# Excerpts from a dataset
»»

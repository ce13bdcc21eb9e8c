/// Open flags of the editor's auxiliary panels.
///
/// The scene window keeps its own flag (see
/// [`ViewportPanel::open_mut`](super::ViewportPanel::open_mut)); it is
/// passed in when the menu is drawn so all windows toggle from one place.
#[derive(Debug, Clone, Copy, PartialEq, Eq)]
pub struct PanelSet {
    /// Entity list.
    pub outline: bool,
    /// Selected-entity inspector.
    pub inspector: bool,
}

impl Default for PanelSet {
    fn default() -> Self {
        Self {
            outline: true,
            inspector: true,
        }
    }
}

impl PanelSet {
    /// Draw the top menu bar with a "Windows" menu toggling each panel.
    pub fn show_menu(&mut self, ctx: &egui::Context, scene_open: &mut bool) {
        let _ = egui::TopBottomPanel::top("editor_menu_bar").show(ctx, |ui| {
            let _ = egui::MenuBar::new().ui(ui, |ui| {
                let _ = ui.menu_button("Windows", |ui| {
                    self.window_toggles(ui, scene_open);
                });
            });
        });
    }

    fn window_toggles(&mut self, ui: &mut egui::Ui, scene_open: &mut bool) {
        let entries: [(&str, &mut bool); 3] = [
            ("Scene", scene_open),
            ("Outline", &mut self.outline),
            ("Inspector", &mut self.inspector),
        ];
        for (name, open) in entries {
            if ui.toggle_value(open, name).clicked() {
                let state = if *open { "opened" } else { "closed" };
                log::debug!("{name} window {state}");
            }
        }
    }
}

#[cfg(test)]
mod tests {
    use super::*;

    #[test]
    fn all_panels_start_open() {
        let panels = PanelSet::default();
        assert!(panels.outline);
        assert!(panels.inspector);
    }

    #[test]
    fn menu_draws_headless() {
        let ctx = egui::Context::default();
        let mut panels = PanelSet::default();
        let mut scene_open = true;
        let _ = ctx.run(egui::RawInput::default(), |ctx| {
            panels.show_menu(ctx, &mut scene_open);
        });
        assert!(scene_open);
        assert_eq!(panels, PanelSet::default());
    }
}
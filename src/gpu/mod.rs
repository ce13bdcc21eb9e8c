//! wgpu backend for the viewport.
//!
//! Provides device acquisition, offscreen render targets and the concrete
//! [`SceneRenderer`](crate::renderer::SceneRenderer) implementation.

/// Shared wgpu boilerplate helpers for full-screen pipelines.
pub mod pipeline_helpers;
/// wgpu device and queue initialization.
pub mod render_context;
/// wgpu-backed scene renderer.
pub mod scene_renderer;
/// Offscreen render-target texture.
pub mod texture;

pub use render_context::{RenderContext, RenderContextError};
pub use scene_renderer::{GpuTarget, WgpuSceneRenderer};
pub use texture::RenderTarget;
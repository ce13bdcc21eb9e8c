//! egui panels: the scene viewport and the editor windows around it.

mod editor;
mod inspector;
mod menu;
mod outline;
mod viewport;

pub use editor::Editor;
pub use inspector::InspectorPanel;
pub use menu::PanelSet;
pub use outline::show_outline;
pub use viewport::{
    flipped_uv, selection_label, ViewportPanel, NO_SELECTION, WINDOW_ID,
};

««

# WORK REQUEST
Nothing should be dropped. Retype each line above as it is.

# OUTPUT BELOW
repository ce13bdcc21eb9e8c
/// Open flags of the editor's auxiliary panels.
///
/// The scene window keeps its own flag (see
/// [`ViewportPanel::open_mut`](super::ViewportPanel::open_mut)); it is
/// passed in when the menu is drawn so all windows toggle from one place.
#[derive(Debug, Clone, Copy, PartialEq, Eq)]
pub struct PanelSet {
    /// Entity list.
    pub outline: bool,
    /// Selected-entity inspector.
    pub inspector: bool,
}

impl Default for PanelSet {
    fn default() -> Self {
        Self {
            outline: true,
            inspector: true,
        }
    }
}

impl PanelSet {
    /// Draw the top menu bar with a "Windows" menu toggling each panel.
    pub fn show_menu(&mut self, ctx: &egui::Context, scene_open: &mut bool) {
        let _ = egui::TopBottomPanel::top("editor_menu_bar").show(ctx, |ui| {
            let _ = egui::MenuBar::new().ui(ui, |ui| {
                let _ = ui.menu_button("Windows", |ui| {
                    self.window_toggles(ui, scene_open);
                });
            });
        });
    }

    fn window_toggles(&mut self, ui: &mut egui::Ui, scene_open: &mut bool) {
        let entries: [(&str, &mut bool); 3] = [
            ("Scene", scene_open),
            ("Outline", &mut self.outline),
            ("Inspector", &mut self.inspector),
        ];
        for (name, open) in entries {
            if ui.toggle_value(open, name).clicked() {
                let state = if *open { "opened" } else { "closed" };
                log::debug!("{name} window {state}");
            }
        }
    }
}

#[cfg(test)]
mod tests {
    use super::*;

    #[test]
    fn all_panels_start_open() {
        let panels = PanelSet::default();
        assert!(panels.outline);
        assert!(panels.inspector);
    }

    #[test]
    fn menu_draws_headless() {
        let ctx = egui::Context::default();
        let mut panels = PanelSet::default();
        let mut scene_open = true;
        let _ = ctx.run(egui::RawInput::default(), |ctx| {
            panels.show_menu(ctx, &mut scene_open);
        });
        assert!(scene_open);
        assert_eq!(panels, PanelSet::default());
    }
}
filename src/gpu/mod.rs
repository ce13bdcc21eb9e8c
//! wgpu backend for the viewport.
//!
//! Provides device acquisition, offscreen render targets and the concrete
//! [`SceneRenderer`](crate::renderer::SceneRenderer) implementation.

/// Shared wgpu boilerplate helpers for full-screen pipelines.
pub mod pipeline_helpers;
/// wgpu device and queue initialization.
pub mod render_context;
/// wgpu-backed scene renderer.
pub mod scene_renderer;
/// Offscreen render-target texture.
pub mod texture;

pub use render_context::{RenderContext, RenderContextError};
pub use scene_renderer::{GpuTarget, WgpuSceneRenderer};
pub use texture::RenderTarget;
repository ce13bdcc21eb9e8c
//! egui panels: the scene viewport and the editor windows around it.

mod editor;
mod inspector;
mod menu;
mod outline;
mod viewport;

pub use editor::Editor;
pub use inspector::InspectorPanel;
pub use menu::PanelSet;
pub use outline::show_outline;
pub use viewport::{
    flipped_uv, selection_label, ViewportPanel, NO_SELECTION, WINDOW_ID,
};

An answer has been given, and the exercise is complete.